President Barack Obama delivers remarks at the 15th Annual Human...

President Barack Obama delivers remarks at the 15th Annual Human Rights Campaign National Dinner at the Washington Convention Center in Washington, DC. (Oct. 1, 2011) Credit: Getty Images

WASHINGTON -- Many New York Latinos and recently naturalized citizens who voted for Barack Obama in 2008 are disillusioned and might not show up for next year's presidential election, activists and lawmakers said last week.

Hope has turned into disenchantment, they said, as Congress stalls on immigration reform, states pass strict immigration laws and the Obama administration deports a record number of illegal immigrants.

"Politicians at the national and the state level have not done anything to inspire hope," said Chung-Wah Hong, executive director of the New York Immigration Coalition in Manhattan.

For new citizens who first voted in 2008, she said, "I'm worried their first experience voting might be a deep disillusionment with both parties."

Latinos join other key groups, such as environmentalists, in the Democratic base who say they are unhappy with Obama for not pursuing their agendas more aggressively.

Angela Kelley, an immigration expert at the Center for American Politics, a Washington think tank that provides research for Democrats, said for Latinos and immigrant advocacy groups the issue has a greater sense of urgency.

Many stayed home in 2010

"Others may feel high levels of frustration with Obama," Kelley said, "but here's what's different: They're not being deported, their families are not being torn apart."

The dissatisfaction may have shown up in last year's elections in New York, when far fewer Latinos and Asians voted than in 2008, according to U.S. census data released last week. Overall, turnout dropped by a quarter but sank almost one-third among Hispanics and plunged 60 percent for Asians.

"I don't see much enthusiasm right now in politics," Livio Rosario, a Hempstead Village board trustee, said of Hempstead's fast-growing Latino community. "I know they are not too happy with our president at this moment," he said. "But I don't see this as a Republican area, either."

The GOP has reached out to Latinos with an economic pitch. Noting Hispanic unemployment is above 11 percent, Republican Party chairman Reince Priebus told Latinos that "Republicans are working hard to elect leaders that will ensure you can find work and that your businesses can thrive."

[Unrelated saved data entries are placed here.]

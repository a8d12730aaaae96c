//! Rendered fetch strategy, backed by a hosted rendering API.
//!
//! Pages that only materialize their content after script execution are
//! fetched through a rendering service speaking plain HTTP; the service
//! loads the page in a real browser and returns markdown. The pipeline
//! never embeds a browser itself.

use async_trait::async_trait;
use secrecy::{ExposeSecret, SecretBox};
use serde::{Deserialize, Serialize};
use std::time::Duration;
use tracing::{debug, warn};

use crate::error::{FetchError, FetchResult};
use crate::traits::Fetcher;
use crate::types::{ContentKind, FetchedContent};

const RENDER_API_URL: &str = "https://api.firecrawl.dev/v1";

#[derive(Serialize)]
struct ScrapeRequest {
    url: String,
    formats: Vec<String>,
}

#[derive(Deserialize)]
struct ScrapeResponse {
    success: bool,
    data: Option<ScrapeData>,
}

#[derive(Deserialize)]
struct ScrapeData {
    markdown: Option<String>,
    metadata: Option<PageMetadata>,
}

#[derive(Deserialize)]
struct PageMetadata {
    title: Option<String>,
}

/// Fetcher for JavaScript-heavy pages via a rendering API.
///
/// # Example
///
/// ```rust,ignore
/// use pagesift::fetchers::RenderFetcher;
///
/// let fetcher = RenderFetcher::from_env()?;
/// let page = fetcher.fetch("https://spa.example", timeout).await?;
/// ```
pub struct RenderFetcher {
    client: reqwest::Client,
    api_key: SecretBox<str>,
    base_url: String,
}

impl RenderFetcher {
    /// Create a rendered fetcher with the given API key.
    pub fn new(api_key: impl Into<String>) -> Self {
        Self {
            client: reqwest::Client::builder()
                .build()
                .expect("Failed to create HTTP client"),
            api_key: SecretBox::new(api_key.into().into_boxed_str()),
            base_url: RENDER_API_URL.to_string(),
        }
    }

    /// Create from environment variable `RENDER_API_KEY`.
    pub fn from_env() -> FetchResult<Self> {
        let api_key = std::env::var("RENDER_API_KEY")
            .map_err(|_| FetchError::Render("RENDER_API_KEY environment variable not set".into()))?;
        Ok(Self::new(api_key))
    }

    /// Set a custom API base URL.
    pub fn with_base_url(mut self, url: impl Into<String>) -> Self {
        self.base_url = url.into();
        self
    }
}

#[async_trait]
impl Fetcher for RenderFetcher {
    async fn fetch(&self, url: &str, timeout: Duration) -> FetchResult<FetchedContent> {
        debug!(url = %url, "rendered fetch starting");

        let request = ScrapeRequest {
            url: url.to_string(),
            formats: vec!["markdown".to_string()],
        };

        let response = self
            .client
            .post(format!("{}/scrape", self.base_url))
            .timeout(timeout)
            .header(
                "Authorization",
                format!("Bearer {}", self.api_key.expose_secret()),
            )
            .header("Content-Type", "application/json")
            .json(&request)
            .send()
            .await
            .map_err(|e| {
                warn!(url = %url, error = %e, "render API request failed");
                if e.is_timeout() {
                    FetchError::Timeout {
                        url: url.to_string(),
                    }
                } else {
                    FetchError::Http(Box::new(e))
                }
            })?;

        let status = response.status();
        if !status.is_success() {
            let text = response.text().await.unwrap_or_default();
            return Err(FetchError::Render(format!(
                "render API returned {}: {}",
                status, text
            )));
        }

        let scrape: ScrapeResponse = response
            .json()
            .await
            .map_err(|e| FetchError::Http(Box::new(e)))?;

        if !scrape.success {
            return Err(FetchError::Render(format!("render failed for {}", url)));
        }

        let data = scrape
            .data
            .ok_or_else(|| FetchError::Render(format!("no data returned for {}", url)))?;

        let markdown = data
            .markdown
            .ok_or_else(|| FetchError::Render(format!("no markdown returned for {}", url)))?;

        debug!(url = %url, bytes = markdown.len(), "rendered fetch complete");

        let mut page = FetchedContent::new(url, markdown, ContentKind::Rendered)
            .with_content_type("text/markdown");

        if let Some(title) = data.metadata.and_then(|m| m.title) {
            page = page.with_metadata("title", title);
        }

        Ok(page)
    }

    fn kind(&self) -> ContentKind {
        ContentKind::Rendered
    }

    fn name(&self) -> &str {
        "rendered"
    }
}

But Hong said many immigrants from Latin America and around the world who became citizens in recent years are wary of the GOP. Republicans, she noted, passed restrictive laws in Arizona and Alabama -- requiring, for example, noncitizens to carry papers. And she said the recent GOP debates turned into contests of "who can say the word 'illegal' more often."

Democrats express concern

Democrats, who won the White House with a surge of support from the young, women and minorities -- including two-thirds of the Hispanic vote -- said they are concerned about Latino disenchantment.

Last week, Obama met Latino journalists at the White House, Vice President Joe Biden hosted about 100 Hispanic leaders and the Democratic National Committee launched a TV ad in Spanish in Colorado and Nevada.

Obama, who put off his promised push for immigration reform to take up health care when Democrats controlled Congress, blamed Republicans for blocking a comprehensive immigration overhaul and said he can't make it happen on his own.

This week, Sen. Charles Schumer (D-N.Y.), chairman of the Senate immigration subcommittee, will hold a hearing that will highlight problems with a controversial House GOP bill requiring verification of farmworker citizenship.

But Obama's biggest bid to win back Latinos was his August announcement of a new policy on the sore subject of deportations: Among the 300,000 people already in such proceedings, dangerous criminals will be the top priority for removal and family members and students will get a reprieve.

Latinos still have questions about the policy and a federal program to track local criminal arrests of noncitizens, Hong said.

"It is a positive step," she said. "But I'm not sure it's the kind of bold step that can restore people's faith in his ability to deliver."